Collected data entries

□ □ □ □ □

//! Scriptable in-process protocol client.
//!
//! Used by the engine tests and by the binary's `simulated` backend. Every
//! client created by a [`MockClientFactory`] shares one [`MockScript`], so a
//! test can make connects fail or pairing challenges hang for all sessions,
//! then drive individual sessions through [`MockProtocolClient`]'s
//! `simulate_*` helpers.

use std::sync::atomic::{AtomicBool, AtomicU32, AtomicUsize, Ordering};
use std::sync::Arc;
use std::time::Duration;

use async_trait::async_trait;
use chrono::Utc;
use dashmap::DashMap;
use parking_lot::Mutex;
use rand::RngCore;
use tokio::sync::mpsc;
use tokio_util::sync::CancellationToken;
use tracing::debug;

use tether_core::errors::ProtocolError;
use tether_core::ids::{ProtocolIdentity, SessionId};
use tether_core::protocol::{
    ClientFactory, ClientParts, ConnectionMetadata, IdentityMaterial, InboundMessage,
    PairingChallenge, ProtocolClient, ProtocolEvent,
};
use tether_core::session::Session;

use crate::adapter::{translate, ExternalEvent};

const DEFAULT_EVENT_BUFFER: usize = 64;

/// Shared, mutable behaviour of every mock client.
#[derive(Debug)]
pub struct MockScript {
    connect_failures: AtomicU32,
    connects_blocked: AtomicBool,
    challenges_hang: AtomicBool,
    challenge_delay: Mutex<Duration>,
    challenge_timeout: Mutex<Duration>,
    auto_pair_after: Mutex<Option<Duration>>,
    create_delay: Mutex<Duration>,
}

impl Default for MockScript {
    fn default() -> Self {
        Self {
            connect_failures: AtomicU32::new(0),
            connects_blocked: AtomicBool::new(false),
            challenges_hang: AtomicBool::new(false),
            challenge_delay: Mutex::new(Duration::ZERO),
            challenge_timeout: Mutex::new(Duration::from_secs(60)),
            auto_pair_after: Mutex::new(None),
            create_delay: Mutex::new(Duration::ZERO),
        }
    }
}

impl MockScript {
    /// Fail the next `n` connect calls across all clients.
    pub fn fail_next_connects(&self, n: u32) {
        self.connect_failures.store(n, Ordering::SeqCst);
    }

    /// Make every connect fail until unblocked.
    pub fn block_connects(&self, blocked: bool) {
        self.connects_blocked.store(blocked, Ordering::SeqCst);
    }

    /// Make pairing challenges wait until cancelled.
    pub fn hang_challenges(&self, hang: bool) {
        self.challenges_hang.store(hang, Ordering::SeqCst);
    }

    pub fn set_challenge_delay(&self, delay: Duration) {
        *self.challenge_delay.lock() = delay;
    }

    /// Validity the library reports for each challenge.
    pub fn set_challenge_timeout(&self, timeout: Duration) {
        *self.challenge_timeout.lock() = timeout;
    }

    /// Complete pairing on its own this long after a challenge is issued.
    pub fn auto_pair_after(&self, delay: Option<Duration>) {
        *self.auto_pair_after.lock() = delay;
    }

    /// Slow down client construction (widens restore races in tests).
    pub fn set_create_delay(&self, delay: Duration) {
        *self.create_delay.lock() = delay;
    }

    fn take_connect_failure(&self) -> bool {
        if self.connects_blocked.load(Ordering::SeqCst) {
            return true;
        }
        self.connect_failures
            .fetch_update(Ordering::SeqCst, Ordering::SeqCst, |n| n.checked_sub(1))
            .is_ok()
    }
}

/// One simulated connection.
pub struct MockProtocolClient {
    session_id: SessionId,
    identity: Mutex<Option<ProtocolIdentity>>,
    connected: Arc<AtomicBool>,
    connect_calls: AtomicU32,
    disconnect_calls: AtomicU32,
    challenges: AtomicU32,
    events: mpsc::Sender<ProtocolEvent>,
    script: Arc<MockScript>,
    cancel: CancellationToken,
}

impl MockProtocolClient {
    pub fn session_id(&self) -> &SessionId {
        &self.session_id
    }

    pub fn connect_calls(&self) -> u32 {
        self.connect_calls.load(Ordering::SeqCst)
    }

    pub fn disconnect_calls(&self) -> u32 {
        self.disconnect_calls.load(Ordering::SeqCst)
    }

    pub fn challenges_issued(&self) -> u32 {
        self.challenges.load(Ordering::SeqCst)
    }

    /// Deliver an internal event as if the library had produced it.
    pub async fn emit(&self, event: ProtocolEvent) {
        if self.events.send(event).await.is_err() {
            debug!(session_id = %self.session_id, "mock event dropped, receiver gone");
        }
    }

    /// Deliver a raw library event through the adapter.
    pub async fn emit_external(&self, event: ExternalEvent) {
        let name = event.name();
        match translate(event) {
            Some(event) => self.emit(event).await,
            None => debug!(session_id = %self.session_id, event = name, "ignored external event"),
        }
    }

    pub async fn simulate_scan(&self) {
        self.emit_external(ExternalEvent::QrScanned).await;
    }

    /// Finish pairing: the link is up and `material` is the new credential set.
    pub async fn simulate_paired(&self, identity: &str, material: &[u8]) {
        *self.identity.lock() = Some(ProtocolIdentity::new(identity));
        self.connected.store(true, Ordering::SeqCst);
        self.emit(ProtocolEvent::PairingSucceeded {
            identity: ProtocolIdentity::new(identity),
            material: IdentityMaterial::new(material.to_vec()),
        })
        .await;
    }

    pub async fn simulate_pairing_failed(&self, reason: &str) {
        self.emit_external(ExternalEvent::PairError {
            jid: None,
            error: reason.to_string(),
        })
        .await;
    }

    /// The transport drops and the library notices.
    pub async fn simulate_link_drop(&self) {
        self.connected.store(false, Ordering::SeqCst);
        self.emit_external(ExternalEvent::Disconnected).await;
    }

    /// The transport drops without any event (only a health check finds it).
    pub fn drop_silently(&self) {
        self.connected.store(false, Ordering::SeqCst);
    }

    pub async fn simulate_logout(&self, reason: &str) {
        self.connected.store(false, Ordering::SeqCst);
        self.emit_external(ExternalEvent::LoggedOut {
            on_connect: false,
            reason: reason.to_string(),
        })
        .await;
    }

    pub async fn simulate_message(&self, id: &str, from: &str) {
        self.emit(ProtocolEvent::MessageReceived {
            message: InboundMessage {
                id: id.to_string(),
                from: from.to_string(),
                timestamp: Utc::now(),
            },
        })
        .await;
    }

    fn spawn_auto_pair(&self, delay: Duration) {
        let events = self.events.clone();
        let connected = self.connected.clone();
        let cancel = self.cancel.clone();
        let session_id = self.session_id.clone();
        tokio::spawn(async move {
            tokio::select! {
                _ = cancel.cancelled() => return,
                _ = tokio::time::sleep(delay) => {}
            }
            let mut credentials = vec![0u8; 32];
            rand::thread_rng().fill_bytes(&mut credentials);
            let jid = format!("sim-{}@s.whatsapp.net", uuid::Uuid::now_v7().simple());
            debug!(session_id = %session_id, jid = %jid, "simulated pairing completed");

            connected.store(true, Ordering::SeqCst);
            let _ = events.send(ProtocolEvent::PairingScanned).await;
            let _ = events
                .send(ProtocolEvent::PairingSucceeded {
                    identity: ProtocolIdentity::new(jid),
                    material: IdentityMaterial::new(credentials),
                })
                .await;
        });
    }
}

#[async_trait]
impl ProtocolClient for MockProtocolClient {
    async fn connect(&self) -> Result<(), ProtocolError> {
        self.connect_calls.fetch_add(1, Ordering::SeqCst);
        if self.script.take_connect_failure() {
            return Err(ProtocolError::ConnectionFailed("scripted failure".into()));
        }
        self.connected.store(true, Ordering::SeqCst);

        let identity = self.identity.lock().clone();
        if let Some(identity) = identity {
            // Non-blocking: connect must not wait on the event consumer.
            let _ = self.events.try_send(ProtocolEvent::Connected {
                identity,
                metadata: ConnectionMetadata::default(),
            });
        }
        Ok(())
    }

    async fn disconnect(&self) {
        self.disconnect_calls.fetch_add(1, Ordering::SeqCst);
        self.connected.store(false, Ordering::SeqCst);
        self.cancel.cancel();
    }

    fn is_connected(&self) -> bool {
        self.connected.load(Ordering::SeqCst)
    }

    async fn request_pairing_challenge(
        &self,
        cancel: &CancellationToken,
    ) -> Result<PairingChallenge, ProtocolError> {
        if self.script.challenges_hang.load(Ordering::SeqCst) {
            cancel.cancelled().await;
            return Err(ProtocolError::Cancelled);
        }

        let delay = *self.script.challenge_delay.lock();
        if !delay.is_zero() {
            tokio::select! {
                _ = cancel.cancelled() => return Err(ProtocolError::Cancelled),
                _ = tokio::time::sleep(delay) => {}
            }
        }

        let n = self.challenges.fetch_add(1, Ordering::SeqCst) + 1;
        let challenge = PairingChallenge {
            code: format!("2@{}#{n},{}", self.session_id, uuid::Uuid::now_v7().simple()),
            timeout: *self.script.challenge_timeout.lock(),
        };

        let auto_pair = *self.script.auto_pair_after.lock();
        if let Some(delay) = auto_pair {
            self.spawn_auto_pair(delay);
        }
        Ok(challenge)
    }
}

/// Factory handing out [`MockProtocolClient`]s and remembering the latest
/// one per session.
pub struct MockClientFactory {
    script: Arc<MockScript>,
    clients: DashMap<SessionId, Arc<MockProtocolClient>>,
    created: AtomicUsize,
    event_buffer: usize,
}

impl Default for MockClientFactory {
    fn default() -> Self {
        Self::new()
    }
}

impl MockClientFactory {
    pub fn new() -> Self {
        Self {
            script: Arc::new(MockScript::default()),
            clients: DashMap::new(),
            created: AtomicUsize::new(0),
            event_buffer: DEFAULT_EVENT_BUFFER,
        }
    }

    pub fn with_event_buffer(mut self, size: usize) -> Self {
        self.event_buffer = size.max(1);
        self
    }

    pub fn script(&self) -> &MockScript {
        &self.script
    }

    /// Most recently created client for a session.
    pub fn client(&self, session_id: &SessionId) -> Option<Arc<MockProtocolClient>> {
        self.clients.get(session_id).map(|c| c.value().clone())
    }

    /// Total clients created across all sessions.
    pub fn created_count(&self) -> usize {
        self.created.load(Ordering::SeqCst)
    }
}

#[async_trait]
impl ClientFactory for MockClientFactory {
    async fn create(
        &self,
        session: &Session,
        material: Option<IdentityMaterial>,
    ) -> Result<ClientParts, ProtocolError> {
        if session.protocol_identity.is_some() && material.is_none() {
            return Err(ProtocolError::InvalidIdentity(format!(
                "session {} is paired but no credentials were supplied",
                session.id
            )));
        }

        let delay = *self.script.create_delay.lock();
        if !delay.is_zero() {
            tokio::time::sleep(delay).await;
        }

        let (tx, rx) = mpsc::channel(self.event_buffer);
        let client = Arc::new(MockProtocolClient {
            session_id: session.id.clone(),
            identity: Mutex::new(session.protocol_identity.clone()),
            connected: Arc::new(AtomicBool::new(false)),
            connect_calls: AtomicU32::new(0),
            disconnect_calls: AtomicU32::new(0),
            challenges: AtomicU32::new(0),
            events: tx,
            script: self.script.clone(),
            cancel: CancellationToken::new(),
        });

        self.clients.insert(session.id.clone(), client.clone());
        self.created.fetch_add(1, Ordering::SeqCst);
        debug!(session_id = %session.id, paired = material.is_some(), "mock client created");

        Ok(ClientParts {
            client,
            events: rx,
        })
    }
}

□ □ □ □ □

_WHAT IS REQUIRED_
Could you set down, word for word, only the lines above from the line with "pub fn disconnect_calls(&self)" to the line with "new credential set.", including both?

_ANSWER TO THIS TASK_
    pub fn disconnect_calls(&self) -> u32 {
        self.disconnect_calls.load(Ordering::SeqCst)
    }

    pub fn challenges_issued(&self) -> u32 {
        self.challenges.load(Ordering::SeqCst)
    }

    /// Deliver an internal event as if the library had produced it.
    pub async fn emit(&self, event: ProtocolEvent) {
        if self.events.send(event).await.is_err() {
            debug!(session_id = %self.session_id, "mock event dropped, receiver gone");
        }
    }

    /// Deliver a raw library event through the adapter.
    pub async fn emit_external(&self, event: ExternalEvent) {
        let name = event.name();
        match translate(event) {
            Some(event) => self.emit(event).await,
            None => debug!(session_id = %self.session_id, event = name, "ignored external event"),
        }
    }

    pub async fn simulate_scan(&self) {
        self.emit_external(ExternalEvent::QrScanned).await;
    }

    /// Finish pairing: the link is up and `material` is the new credential set.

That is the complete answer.